# 1939 Shelby Built - Peerless Badged



## dougfisk (May 24, 2016)

This is the only example I have seen of the Airflo fenders installed on this lower level non-airflo (non-wishbone) frame.  I'll consider it a one-of-a-kind until shown otherwise.    It is my proposition that Shelby was juggling more ballooner frame varieties than any other competitor in the late 1930's.  These tanks are so large some people confuse them for a "no-nose".


















I borrowed this seat, for a ride, from another '39 Shelby, as the original, also Lobdell, still needs some repairs.





I subbed in the Elgin wheels for the ride... the original wheels are still in process:


----------



## keith kodish (May 24, 2016)

Nice bike!  Let me know when it needs a new home!

Sent from my SM-G900P using Tapatalk


----------



## rollfaster (May 25, 2016)

Wow! Really nice.


----------



## kzoflyer (May 25, 2016)

Nice


----------



## THEGOLDENGREEK (May 25, 2016)

Does your bike have a horn in the tank by the way?
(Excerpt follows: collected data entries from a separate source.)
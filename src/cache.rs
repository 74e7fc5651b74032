//! Cache facade.
//!
//! Wires the configuration, the two store partitions (index and artifacts),
//! and the host collaborator together, and hands out per-request guards,
//! the indexer and the event bridge.

use std::sync::Arc;

use tracing::warn;

use crate::config::CacheConfig;
use crate::error::CacheError;
use crate::events::EventBridge;
use crate::guard::CacheGuard;
use crate::host::Host;
use crate::index::Indexer;
use crate::store::{KvStore, MemoryStore};

/// Store partition names, as addressed by the admin flush route.
pub const PARTITION_INDEX: &str = "index";
pub const PARTITION_FILES: &str = "files";

/// Entry point for the partial cache.
pub struct FragmentCache {
    config: Arc<CacheConfig>,
    index_store: Arc<dyn KvStore>,
    artifact_store: Arc<dyn KvStore>,
    host: Arc<dyn Host>,
}

impl FragmentCache {
    pub fn new(
        config: CacheConfig,
        host: Arc<dyn Host>,
        index_store: Arc<dyn KvStore>,
        artifact_store: Arc<dyn KvStore>,
    ) -> Self {
        Self {
            config: Arc::new(config),
            index_store,
            artifact_store,
            host,
        }
    }

    /// Convenience constructor backed by in-process stores.
    pub fn in_memory(config: CacheConfig, host: Arc<dyn Host>) -> Self {
        Self::new(
            config,
            host,
            Arc::new(MemoryStore::new()),
            Arc::new(MemoryStore::new()),
        )
    }

    pub fn config(&self) -> &CacheConfig {
        &self.config
    }

    /// A guard for one cached artifact. One instance per request.
    pub fn entry(&self, key: &str) -> CacheGuard {
        CacheGuard::new(
            self.config.clone(),
            self.artifact_store.clone(),
            self.indexer(),
            self.host.clone(),
            key,
        )
    }

    pub fn indexer(&self) -> Indexer {
        Indexer::new(
            self.config.clone(),
            self.index_store.clone(),
            self.host.clone(),
        )
    }

    /// Event bridge to register with the host's mutation notifications.
    pub fn bridge(&self) -> EventBridge {
        EventBridge::new(self.indexer())
    }

    /// Rebuild the dependency index from a full scan. Returns the number
    /// of entities indexed.
    pub fn rebuild_index(&self) -> Result<usize, CacheError> {
        self.indexer().rebuild()
    }

    /// Flush a named store partition. Unknown partitions and store
    /// failures report `false`, never an error.
    pub fn flush_partition(&self, partition: &str) -> bool {
        let store = match partition {
            PARTITION_INDEX => &self.index_store,
            PARTITION_FILES => &self.artifact_store,
            _ => {
                warn!(partition, "Unknown cache partition");
                return false;
            }
        };
        match store.flush() {
            Ok(()) => true,
            Err(err) => {
                warn!(partition, error = %err, "Partition flush failed");
                false
            }
        }
    }
}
Here is a Shelby I found this year looks the same except for curved fender braces on yours. Same floating rear rack!!


----------



## dougfisk (May 31, 2016)

THEGOLDENGREEK said:


> Does your bike have a horn in the tank by the way? Here is a Shelby I found this year looks the same except for curved fender braces on yours. Same floating rear rack!!
> View attachment 321134




Yes, mine does have a horn in tank.  My fenders are the OG full on airflo versions.  My rack is different as well - better photo below:


----------



## juanitasmith13 (Jun 1, 2016)

I really like your Shelby, Doug! That said, I gotta go and work on not breaking the 10th commandment.


----------



## dougfisk (Jul 10, 2016)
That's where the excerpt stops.